​​​​​​​P. Jarasz: Prezes z zarzutami. Policja antykorupcyjna zatrzymała byłą szefową MOSiR Zabrze

Jest ciąg dalszy ujawnionej przez Tysol oraz lokalny Głos Zabrza i Rudy Śl. sprawy korupcyjnych nieprawidłowości w należącym do gminy Miejskim Ośrodku Sportu i Rekreacji w Zabrzu. Jak ustalił i potwierdził nasz dziennikarz, w ubiegły wtorek (18 czerwca) oficerowie Wydziału Antykorupcyjnego Komendy Wojewódzkiej Policji w Katowicach zatrzymali na polecenie prokuratury Beatę Ł.-S. – byłą już szefową MOSiRu. Po przewiezieniu jej do Prokuratury Okręgowej w Gliwicach, kobieta w związku z pełnioną w Zabrzu funkcją publiczną usłyszała trzy zarzuty o charakterze korupcyjnym. Nie przyznała się do winy, zaś na wolność mogła wyjść dopiero po wpłaceniu 10 tys. złotych poręczenia majątkowego. Jeśli sprawa znajdzie swój finał w sądzie karnym, byłej pani prezes może grozić do 10 lat więzienia!
 ​​​​​​​P. Jarasz: Prezes z zarzutami. Policja antykorupcyjna zatrzymała byłą szefową MOSiR Zabrze
/ foto: Przemysław Jarasz
 
Sprawa ma swój początek jesienią ubiegłego roku, kiedy to z redakcją Głosu Zabrza skontaktował się były pracownik MOSiRu i w najdrobniejszych detalach mówił o wielce podejrzanych praktykach stosowanych w gminnej spółce pod rządami Beaty Ł.-S. Opowiedział m.in. o tym, iż prezes przyznawała podwładnym oficjalne premie, po czym już nieoficjalnie – pod stołem – miała żądać zwrotu dla siebie znacznych ich części. Kto się nie dostosowywał, popadał w niełaski i tarapaty zawodowe.

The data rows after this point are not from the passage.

use crate::{JointSnapshot, Trajectory};
use std::{fmt, str::FromStr};

/// Scale factor of the default linkage.
pub const DEFAULT_SCALE: f64 = 5.;

/// Error of the linkage configuration.
#[derive(Debug, Clone, Copy, PartialEq, thiserror::Error)]
pub enum Error {
    /// A length or the scale factor is not a finite positive number.
    #[error("invalid parameter `{name}`: {value} is not a finite positive number")]
    InvalidParameter {
        /// Name of the parameter
        name: &'static str,
        /// The rejected value
        value: f64,
    },
}

/// Result type of the configuration operations.
pub type Result<T, E = Error> = std::result::Result<T, E>;

/// Error for link identifier parsing.
#[derive(Debug, Clone, PartialEq, Eq, thiserror::Error)]
#[error("unknown link identifier `{0}`")]
pub struct ParseLinkIdError(String);

fn check(name: &'static str, value: f64) -> Result<f64> {
    if value.is_finite() && value > 0. {
        Ok(value)
    } else {
        Err(Error::InvalidParameter { name, value })
    }
}

/// Identifier of a configured length.
///
/// The first eight are bars, the last two locate the second fixed pivot.
#[repr(u8)]
#[derive(Debug, PartialEq, Eq, Copy, Clone, Hash)]
#[cfg_attr(
    feature = "serde",
    derive(serde::Deserialize, serde::Serialize),
    serde(rename_all = "snake_case")
)]
pub enum LinkId {
    /// Crank `a`
    Crank,
    /// Coupler 1 `b`
    Coupler1,
    /// Coupler 2 `c`
    Coupler2,
    /// Coupler 3 `d`
    Coupler3,
    /// Rocker 1 `e`
    Rocker1,
    /// Rocker 2 `f`
    Rocker2,
    /// Ternary 1 `g`
    Ternary1,
    /// Ternary 2 `h`
    Ternary2,
    /// Horizontal offset of the fixed pivot `m`
    OffsetX,
    /// Vertical offset of the fixed pivot `n`
    OffsetY,
}

impl LinkId {
    /// All identifiers in canonical order.
    pub const ALL: [Self; 10] = [
        Self::Crank,
        Self::Coupler1,
        Self::Coupler2,
        Self::Coupler3,
        Self::Rocker1,
        Self::Rocker2,
        Self::Ternary1,
        Self::Ternary2,
        Self::OffsetX,
        Self::OffsetY,
    ];

    /// Get the snake case name.
    pub const fn name(&self) -> &'static str {
        match self {
            Self::Crank => "crank",
            Self::Coupler1 => "coupler1",
            Self::Coupler2 => "coupler2",
            Self::Coupler3 => "coupler3",
            Self::Rocker1 => "rocker1",
            Self::Rocker2 => "rocker2",
            Self::Ternary1 => "ternary1",
            Self::Ternary2 => "ternary2",
            Self::OffsetX => "offset_x",
            Self::OffsetY => "offset_y",
        }
    }

    /// Get the single letter name used on drawings of the mechanism.
    pub const fn letter(&self) -> char {
        match self {
            Self::Crank => 'a',
            Self::Coupler1 => 'b',
            Self::Coupler2 => 'c',
            Self::Coupler3 => 'd',
            Self::Rocker1 => 'e',
            Self::Rocker2 => 'f',
            Self::Ternary1 => 'g',
            Self::Ternary2 => 'h',
            Self::OffsetX => 'm',
            Self::OffsetY => 'n',
        }
    }

    /// Return true if the identifier is a bar rather than a pivot offset.
    pub const fn is_bar(&self) -> bool {
        !matches!(self, Self::OffsetX | Self::OffsetY)
    }
}

impl fmt::Display for LinkId {
    fn fmt(&self, f: &mut fmt::Formatter) -> fmt::Result {
        f.write_str(self.name())
    }
}

impl FromStr for LinkId {
    type Err = ParseLinkIdError;

    fn from_str(s: &str) -> Result<Self, Self::Err> {
        let key = s.trim().to_ascii_lowercase().replace('-', "_");
        Self::ALL
            .into_iter()
            .find(|id| id.name() == key || (key.len() == 1 && key.starts_with(id.letter())))
            .ok_or_else(|| ParseLinkIdError(s.to_string()))
    }
}

/// Lengths of the linkage in millimeters.
///
/// This is plain data without validation, a [`Linkage`] keeps it valid.
/// Missing fields are filled with the canonical proportions when
/// deserializing.
#[cfg_attr(
    feature = "serde",
    derive(serde::Deserialize, serde::Serialize),
    serde(default)
)]
#[derive(Clone, Copy, Debug, PartialEq)]
pub struct Lengths {
    /// Crank `a`
    pub crank: f64,
    /// Coupler 1 `b`
    pub coupler1: f64,
    /// Coupler 2 `c`
    pub coupler2: f64,
    /// Coupler 3 `d`
    pub coupler3: f64,
    /// Rocker 1 `e`
    pub rocker1: f64,
    /// Rocker 2 `f`
    pub rocker2: f64,
    /// Ternary 1 `g`
    pub ternary1: f64,
    /// Ternary 2 `h`
    pub ternary2: f64,
    /// Horizontal offset of the fixed pivot `m`
    pub offset_x: f64,
    /// Vertical offset of the fixed pivot `n`
    pub offset_y: f64,
}

impl Default for Lengths {
    fn default() -> Self {
        Self::CANONICAL
    }
}

impl Lengths {
    /// Theo Jansen's proportions.
    pub const CANONICAL: Self = Self {
        crank: 38.,
        coupler1: 41.5,
        coupler2: 39.3,
        coupler3: 40.1,
        rocker1: 55.8,
        rocker2: 39.4,
        ternary1: 36.7,
        ternary2: 65.7,
        offset_x: 7.8,
        offset_y: 25.,
    };

    /// Get a length by its identifier.
    pub const fn get(&self, id: LinkId) -> f64 {
        match id {
            LinkId::Crank => self.crank,
            LinkId::Coupler1 => self.coupler1,
            LinkId::Coupler2 => self.coupler2,
            LinkId::Coupler3 => self.coupler3,
            LinkId::Rocker1 => self.rocker1,
            LinkId::Rocker2 => self.rocker2,
            LinkId::Ternary1 => self.ternary1,
            LinkId::Ternary2 => self.ternary2,
            LinkId::OffsetX => self.offset_x,
            LinkId::OffsetY => self.offset_y,
        }
    }

    /// Set a length by its identifier. The value is not checked.
    pub fn set(&mut self, id: LinkId, value: f64) {
        let field = match id {
            LinkId::Crank => &mut self.crank,
            LinkId::Coupler1 => &mut self.coupler1,
            LinkId::Coupler2 => &mut self.coupler2,
            LinkId::Coupler3 => &mut self.coupler3,
            LinkId::Rocker1 => &mut self.rocker1,
            LinkId::Rocker2 => &mut self.rocker2,
            LinkId::Ternary1 => &mut self.ternary1,
            LinkId::Ternary2 => &mut self.ternary2,
            LinkId::OffsetX => &mut self.offset_x,
            LinkId::OffsetY => &mut self.offset_y,
        };
        *field = value;
    }

    /// Iterate over all identifiers and lengths.
    pub fn iter(&self) -> impl Iterator<Item = (LinkId, f64)> + '_ {
        LinkId::ALL.into_iter().map(|id| (id, self.get(id)))
    }

    /// Multiply every length by a factor.
    pub fn scaled(mut self, scale: f64) -> Self {
        LinkId::ALL
            .into_iter()
            .for_each(|id| self.set(id, self.get(id) * scale));
        self
    }

    /// Check that every length is a finite positive number.
    pub fn validate(&self) -> Result<()> {
        self.iter().try_for_each(|(id, v)| check(id.name(), v).map(|_| ()))
    }
}

/// Configuration of the leg linkage: raw lengths and a uniform scale
/// factor.
///
/// The scaled lengths are recomputed on every change, and the setters leave
/// the configuration untouched when they reject a value.
///
/// ```
/// use jansen::{Error, LinkId, Linkage};
///
/// let mut linkage = Linkage::canonical();
/// linkage.set_length(LinkId::Crank, 40.).unwrap();
/// assert_eq!(linkage.scaled_lengths().crank, 40.);
/// assert!(matches!(linkage.set_scale(-1.), Err(Error::InvalidParameter { .. })));
/// assert_eq!(linkage.scale(), 1.);
/// ```
#[cfg_attr(
    feature = "serde",
    derive(serde::Deserialize, serde::Serialize),
    serde(try_from = "LinkageCfg", into = "LinkageCfg")
)]
#[derive(Clone, Debug, PartialEq)]
pub struct Linkage {
    raw: Lengths,
    scale: f64,
    scaled: Lengths,
}

impl Default for Linkage {
    fn default() -> Self {
        let raw = Lengths::CANONICAL;
        Self { raw, scale: DEFAULT_SCALE, scaled: raw.scaled(DEFAULT_SCALE) }
    }
}

impl Linkage {
    /// Create a new instance from raw lengths and a scale factor.
    ///
    /// The scaled lengths must stay finite and positive as well.
    pub fn new(raw: Lengths, scale: f64) -> Result<Self> {
        raw.validate()?;
        let scale = check("scale", scale)?;
        let scaled = raw.scaled(scale);
        scaled.validate()?;
        Ok(Self { raw, scale, scaled })
    }

    /// The canonical proportions without scaling.
    pub const fn canonical() -> Self {
        let raw = Lengths::CANONICAL;
        Self { raw, scale: 1., scaled: raw }
    }

    /// Replace a raw length.
    pub fn set_length(&mut self, id: LinkId, value: f64) -> Result<()> {
        let mut raw = self.raw;
        raw.set(id, check(id.name(), value)?);
        *self = Self::new(raw, self.scale)?;
        tracing::debug!(%id, value, "length changed");
        Ok(())
    }

    /// Replace the scale factor.
    pub fn set_scale(&mut self, value: f64) -> Result<()> {
        *self = Self::new(self.raw, check("scale", value)?)?;
        tracing::debug!(scale = value, "scale changed");
        Ok(())
    }

    /// Restore the eight bars to the canonical proportions.
    ///
    /// The pivot offsets and the scale factor are kept. Fail without change
    /// if a restored bar overflows at the current scale.
    pub fn restore_canonical_links(&mut self) -> Result<()> {
        let mut raw = self.raw;
        LinkId::ALL
            .into_iter()
            .filter(LinkId::is_bar)
            .for_each(|id| raw.set(id, Lengths::CANONICAL.get(id)));
        *self = Self::new(raw, self.scale)?;
        Ok(())
    }

    /// A copy of the scaled lengths.
    ///
    /// Take this snapshot before a sweep so the sweep never observes a
    /// partial update.
    pub fn scaled_lengths(&self) -> Lengths {
        self.scaled
    }

    /// The raw lengths.
    pub fn raw_lengths(&self) -> &Lengths {
        &self.raw
    }

    /// Get a raw length.
    pub fn length(&self, id: LinkId) -> f64 {
        self.raw.get(id)
    }

    /// The scale factor.
    pub fn scale(&self) -> f64 {
        self.scale
    }

    /// Solve all joint positions at the crank angle (radians).
    pub fn solve(&self, theta: f64) -> JointSnapshot {
        crate::solve(&self.scaled, theta)
    }

    /// Sample the foot trajectory over one crank revolution.
    pub fn sample_trajectory(&self, count: usize) -> Trajectory {
        Trajectory::sample(&self.scaled, count)
    }
}

#[cfg(feature = "serde")]
#[derive(Clone, serde::Deserialize, serde::Serialize)]
struct LinkageCfg {
    #[serde(default)]
    lengths: Lengths,
    #[serde(default = "default_scale")]
    scale: f64,
}

#[cfg(feature = "serde")]
fn default_scale() -> f64 {
    DEFAULT_SCALE
}

#[cfg(feature = "serde")]
impl TryFrom<LinkageCfg> for Linkage {
    type Error = Error;

    fn try_from(cfg: LinkageCfg) -> Result<Self> {
        Self::new(cfg.lengths, cfg.scale)
    }
}

#[cfg(feature = "serde")]
impl From<Linkage> for LinkageCfg {
    fn from(linkage: Linkage) -> Self {
        Self { lengths: linkage.raw, scale: linkage.scale }
    }
}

Aby potwierdzić domniemania, redakcja skontaktowała Czytelnika ze śląską policją antykorupcyjną, która dotarła do kolejnych świadków – byłych lub ówczesnych pracowników gminnej spółki, którzy potwierdzili opisywany proceder. 13 listopada Prokuratura Okręgowa w Gliwicach oficjalnie wszczęła śledztwo na podstawie materiałów zebranych przez funkcjonariuszy, zaś akta sprawy zawierają zaprotokołowane zeznania aż 15 świadków. W efekcie, jak już informowaliśmy na naszych łamach, 6 grudnia ubiegłego roku do siedziby MOSiRu wkroczyli policjanci antykorupcyjni z Katowic.
 
- Na podstawie postanowienia Prokuratury Okręgowej w Gliwicach zabezpieczyliśmy dokumentację w MOSiR Zabrze. Śledztwo prowadzone jest w sprawie podejrzenia popełnienia przestępstwa z art. 228 par. 4 kk. 
– poinformowali nas wówczas pisemnie śląscy policjanci tropiący korupcję.

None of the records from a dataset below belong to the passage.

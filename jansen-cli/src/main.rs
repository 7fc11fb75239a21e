mod cli;

fn main() {
    cli::Entry::main();
}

Przypomnijmy, że cytowany artykuł kodeksu karnego stanowi:
„Karze (do 10 lat więzienia – przyp. red.) podlega ten, kto, w związku z pełnieniem funkcji publicznej, uzależnia wykonanie czynności służbowej od otrzymania korzyści majątkowej lub osobistej albo jej obietnicy lub takiej korzyści żąda.”
 
Przez kolejne pół roku w sprawie pozornie nic się nie działo i niektórzy już podejrzewali, iż rozejdzie się ona „po kościach”. Jak jednak nieoficjalnie ustaliliśmy, pewna zwłoka z kolejnymi decyzjami wynikała z faktu, iż prokurator prowadzący śledztwo został awansowany do jednostki wyższego szczebla, w związku z czym potrzeba było czasu na wejście w śledztwo przez nowego śledczego. Teraz sprawa znowu przyspieszyła.
 
- Przebieg zatrzymania na polecenie prokuratora byłej prezes MOSiRu w Zabrzu w dniu 18 czerwca br. nie odbiegał od standardowego postępowania w takich sytuacjach. Nie doszło do jakichkolwiek problemów z realizacją tej czynności 
– powiedziała nam prokurator Karina Spruś, rzecznik prasowa Prokuratury Okręgowej w Gliwicach gdy zapytaliśmy, czy byłą szefową gminnej spółki wyprowadzono w kajdankach?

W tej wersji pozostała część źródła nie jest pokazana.